Campagne de Saint-Domingue
Guerre d’indépendance haïtienne · Saint-Domingue (actuel Haïti)
Résumé
De décembre 1801 à décembre 1802, l'expédition de Saint-Domingue envoyée par Bonaparte sous le commandement du général Leclerc tente de rétablir l'esclavage et l'autorité française. Après des succès initiaux contre Toussaint Louverture, la fièvre jaune décime les troupes françaises ; Leclerc meurt en novembre 1802. Rochambeau poursuit une guerre d'extermination avant la défaite finale à Vertières (1803).
Contexte historique
Le 4 février 1801, Toussaint Louverture proclame l'autonomie de Saint-Domingue.
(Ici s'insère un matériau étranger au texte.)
//! Completion notifications as messages
//!
//! [`ChannelHandler`] forwards every callback into an `embassy-sync` channel
//! owned by the caller, so a task can `receive().await` the outcome of a
//! sequence instead of reacting inside the event context.

use embassy_sync::blocking_mutex::raw::RawMutex;
use embassy_sync::channel::{Channel, Sender, TrySendError};

use crate::{Error, RadioFrame, RadioHandler};

/// Completion of a receive or transmit sequence
#[derive(Debug, Clone, PartialEq, Eq)]
#[cfg_attr(feature = "defmt", derive(defmt::Format))]
pub enum Notification {
    /// Copy of the received frame, or `Error::Abort`
    ReceiveDone(Result<RadioFrame, Error>),
    /// Frame pending flag of the ACK, or the transmit error
    TransmitDone(Result<bool, Error>),
}

/// [`RadioHandler`] that sends a [`Notification`] per callback
///
/// Notifications are dropped with a warning if the channel is full, size it
/// for the number of sequences the caller may leave unread.
pub struct ChannelHandler<'a, M: RawMutex, const N: usize> {
    sender: Sender<'a, M, Notification, N>,
}

impl<'a, M: RawMutex, const N: usize> ChannelHandler<'a, M, N> {
    pub fn new(channel: &'a Channel<M, Notification, N>) -> Self {
        Self {
            sender: channel.sender(),
        }
    }

    fn send(&self, notification: Notification) {
        if let Err(TrySendError::Full(dropped)) = self.sender.try_send(notification) {
            log::warn!("Notification channel full, dropping {:?}", dropped);
        }
    }
}

impl<M: RawMutex, const N: usize> RadioHandler for ChannelHandler<'_, M, N> {
    fn receive_done(&mut self, result: Result<&RadioFrame, Error>) {
        self.send(Notification::ReceiveDone(result.cloned()));
    }

    fn transmit_done(&mut self, result: Result<bool, Error>) {
        self.send(Notification::TransmitDone(result));
    }
}
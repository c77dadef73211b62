use crate::phy::{airtime_us, Channel, MAX_PHY_PACKET_SIZE, PHY_NO_LQI};

#[derive(Debug, Clone, Copy, PartialEq, Eq)]
#[cfg_attr(feature = "defmt", derive(defmt::Format))]
pub enum FrameError {
    /// Length is zero
    Empty,
    /// Length exceeds `MAX_PHY_PACKET_SIZE`
    TooLong,
    /// Channel is outside 11..=26
    InvalidChannel,
}

/// IEEE 802.15.4 radio frame exchanged with the driver
///
/// The PSDU bytes are opaque to this crate. `length` counts the valid bytes
/// in `psdu` and is checked by [`Radio::transmit`](crate::Radio::transmit)
/// before the frame reaches the hardware.
#[derive(Debug, Clone, PartialEq, Eq)]
#[cfg_attr(feature = "defmt", derive(defmt::Format))]
pub struct RadioFrame {
    pub psdu: [u8; MAX_PHY_PACKET_SIZE],
    /// Number of valid bytes in `psdu`
    pub length: u8,
    /// Channel used to transmit/receive the frame
    pub channel: u8,
    /// Transmit/receive power in dBm
    pub power: i8,
    /// Link quality indicator of received frames, `PHY_NO_LQI` if unsupported
    pub lqi: u8,
    /// Security was enabled and the frame passed the security checks
    pub security_valid: bool,
}

impl RadioFrame {
    pub const fn new() -> RadioFrame {
        RadioFrame {
            psdu: [0; MAX_PHY_PACKET_SIZE],
            length: 0,
            channel: 0,
            power: 0,
            lqi: PHY_NO_LQI,
            security_valid: false,
        }
    }

    /// Copies `data` into the PSDU and sets the length
    pub fn set_psdu(&mut self, data: &[u8]) -> Result<(), FrameError> {
        if data.len() > MAX_PHY_PACKET_SIZE {
            return Err(FrameError::TooLong);
        }
        self.psdu[..data.len()].copy_from_slice(data);
        self.length = data.len() as u8;
        Ok(())
    }

    /// The valid part of the PSDU
    ///
    /// A length beyond the buffer is clamped, such a frame fails [`validate`](Self::validate).
    pub fn psdu(&self) -> &[u8] {
        let len = usize::from(self.length).min(MAX_PHY_PACKET_SIZE);
        &self.psdu[..len]
    }

    /// Link quality, `None` if the hardware does not measure it
    pub fn link_quality(&self) -> Option<u8> {
        match self.lqi {
            PHY_NO_LQI => None,
            lqi => Some(lqi),
        }
    }

    /// Checks the fields the hardware depends on for transmission
    pub fn validate(&self) -> Result<Channel, FrameError> {
        if self.length == 0 {
            return Err(FrameError::Empty);
        }
        if usize::from(self.length) > MAX_PHY_PACKET_SIZE {
            return Err(FrameError::TooLong);
        }
        Channel::new(self.channel).ok_or(FrameError::InvalidChannel)
    }

    /// Time on air in microseconds
    pub fn airtime_us(&self) -> u32 {
        airtime_us(self.length.min(MAX_PHY_PACKET_SIZE as u8))
    }

    /// Resets the receive metadata before the hardware fills the frame
    pub(crate) fn clear(&mut self) {
        self.length = 0;
        self.power = 0;
        self.lqi = PHY_NO_LQI;
        self.security_valid = false;
    }
}

impl Default for RadioFrame {
    fn default() -> Self {
        Self::new()
    }
}

#[cfg(test)]
mod tests {
    use super::*;

    fn frame(len: u8, channel: u8) -> RadioFrame {
        let mut frame = RadioFrame::new();
        frame.length = len;
        frame.channel = channel;
        frame
    }

    #[test]
    fn set_psdu_copies_data() {
        let mut frame = RadioFrame::new();
        frame.set_psdu(&[0x41, 0x88, 0x01]).unwrap();
        assert_eq!(frame.length, 3);
        assert_eq!(frame.psdu(), &[0x41, 0x88, 0x01]);
    }

    #[test]
    fn set_psdu_rejects_oversized_data() {
        let mut frame = RadioFrame::new();
        assert_eq!(frame.set_psdu(&[0; 128]), Err(FrameError::TooLong));
        assert_eq!(frame.length, 0);
        assert!(frame.set_psdu(&[0; 127]).is_ok());
    }

    #[test]
    fn validate_checks_length_and_channel() {
        assert_eq!(frame(10, 15).validate(), Ok(Channel::new(15).unwrap()));
        assert_eq!(frame(0, 15).validate(), Err(FrameError::Empty));
        assert_eq!(frame(128, 15).validate(), Err(FrameError::TooLong));
        assert_eq!(frame(10, 10).validate(), Err(FrameError::InvalidChannel));
        assert_eq!(frame(10, 27).validate(), Err(FrameError::InvalidChannel));
    }

    #[test]
    fn psdu_is_clamped_for_bogus_length() {
        assert_eq!(frame(200, 11).psdu().len(), MAX_PHY_PACKET_SIZE);
    }

    #[test]
    fn airtime_includes_header_and_clamps_length() {
        // 6 octets of SHR and PHR, 2 symbols per octet
        assert_eq!(frame(10, 11).airtime_us(), 512);
        assert_eq!(frame(0, 11).airtime_us(), 192);
        assert_eq!(frame(200, 11).airtime_us(), frame(127, 11).airtime_us());
    }

    #[test]
    fn lqi_zero_means_unsupported() {
        let mut frame = RadioFrame::new();
        assert_eq!(frame.link_quality(), None);
        frame.lqi = 200;
        assert_eq!(frame.link_quality(), Some(200));
    }
}
#![cfg_attr(not(test), no_std)]

//! IEEE 802.15.4 radio state machine and frame exchange layer
//!
//! [`Radio`] sits between a transceiver ([`Phy`]) and a mesh networking
//! stack. The stack drives power states and receive/transmit sequences with
//! synchronous commands, the outcome of every sequence is pushed to a
//! [`RadioHandler`] once the platform reports the hardware event.

mod address;
mod caps;
pub mod config;
mod error;
mod event;
mod frame;
pub mod notify;
pub mod phy;
mod radio;
pub mod sim;
mod traits;

pub use address::{AddressFilter, ExtendedAddress, PanId, ShortAddress};
pub use caps::RadioCaps;
pub use config::RadioConfig;
pub use error::{Error, PhyError};
pub use event::PhyEvent;
pub use frame::{FrameError, RadioFrame};
pub use phy::Channel;
pub use radio::{Radio, State};
pub use traits::{Phy, RadioHandler};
Bonaparte, Premier consul, envoie 20 000 soldats (puis 30 000 renforts) pour reprendre le contrôle de la colonie la plus riche des Antilles. Leclerc, beau-frère de Napoléon, reçoit le commandement avec instructions de rétablir l'ordre colonial.
Tactiques
Leclerc divise les chefs noirs (Dessalines, Christophe, Pétion) par des promesses et des traités, arrête Toussaint en juin 1802. Mais la résistance reprend ; la guérilla et la fièvre jaune (« la fièvre jaune napoléonienne ») tuent plus de soldats que les combats. D'ici décembre 1802, la moitié de l'expédition est morte.
Conséquences
L'échec de Saint-Domingue contraint Napoléon à vendre la Louisiane (1803) et à abandonner le projet colonial américain. La révolution haïtienne aboutit à l'indépendance (1804), première république noire. L'expédition reste l'une des plus coûteuses catastrophes coloniales françaises et un traumatisme dans la mémoire caribéenne.